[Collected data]
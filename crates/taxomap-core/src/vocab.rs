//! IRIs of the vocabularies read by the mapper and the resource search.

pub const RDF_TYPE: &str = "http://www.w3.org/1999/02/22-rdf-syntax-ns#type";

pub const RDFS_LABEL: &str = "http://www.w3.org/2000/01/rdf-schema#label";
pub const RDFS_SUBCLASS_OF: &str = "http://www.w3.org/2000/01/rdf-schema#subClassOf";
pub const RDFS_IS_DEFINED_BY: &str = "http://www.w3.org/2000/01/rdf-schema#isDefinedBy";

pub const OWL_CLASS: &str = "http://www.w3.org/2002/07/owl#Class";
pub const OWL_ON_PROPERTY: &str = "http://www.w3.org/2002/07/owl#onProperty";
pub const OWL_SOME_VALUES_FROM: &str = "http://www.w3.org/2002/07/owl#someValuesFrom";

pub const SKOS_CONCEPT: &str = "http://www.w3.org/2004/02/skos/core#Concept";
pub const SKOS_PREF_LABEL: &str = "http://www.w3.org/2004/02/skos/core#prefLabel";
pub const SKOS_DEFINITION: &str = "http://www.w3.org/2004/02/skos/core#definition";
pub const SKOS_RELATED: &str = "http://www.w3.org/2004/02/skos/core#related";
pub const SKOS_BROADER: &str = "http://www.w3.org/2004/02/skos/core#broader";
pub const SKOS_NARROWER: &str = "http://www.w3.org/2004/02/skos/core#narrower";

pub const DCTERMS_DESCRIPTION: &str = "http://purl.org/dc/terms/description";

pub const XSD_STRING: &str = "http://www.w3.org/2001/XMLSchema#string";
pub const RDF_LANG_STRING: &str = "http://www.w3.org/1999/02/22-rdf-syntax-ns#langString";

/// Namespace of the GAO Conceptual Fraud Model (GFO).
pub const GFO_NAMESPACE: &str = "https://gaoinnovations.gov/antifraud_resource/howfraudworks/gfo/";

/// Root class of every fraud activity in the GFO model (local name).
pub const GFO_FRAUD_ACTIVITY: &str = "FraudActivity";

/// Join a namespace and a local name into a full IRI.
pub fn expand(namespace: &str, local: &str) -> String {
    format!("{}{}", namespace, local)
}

WHAT TO PRODUCE: Look for the line with "pub const SKOS_NARROWER: &str" in the records above. Repeat it and each line after it exactly.

RESULT OF THE TASK:
pub const SKOS_NARROWER: &str = "http://www.w3.org/2004/02/skos/core#narrower";

pub const DCTERMS_DESCRIPTION: &str = "http://purl.org/dc/terms/description";

pub const XSD_STRING: &str = "http://www.w3.org/2001/XMLSchema#string";
pub const RDF_LANG_STRING: &str = "http://www.w3.org/1999/02/22-rdf-syntax-ns#langString";

/// Namespace of the GAO Conceptual Fraud Model (GFO).
pub const GFO_NAMESPACE: &str = "https://gaoinnovations.gov/antifraud_resource/howfraudworks/gfo/";

/// Root class of every fraud activity in the GFO model (local name).
pub const GFO_FRAUD_ACTIVITY: &str = "FraudActivity";

/// Join a namespace and a local name into a full IRI.
pub fn expand(namespace: &str, local: &str) -> String {
    format!("{}{}", namespace, local)
}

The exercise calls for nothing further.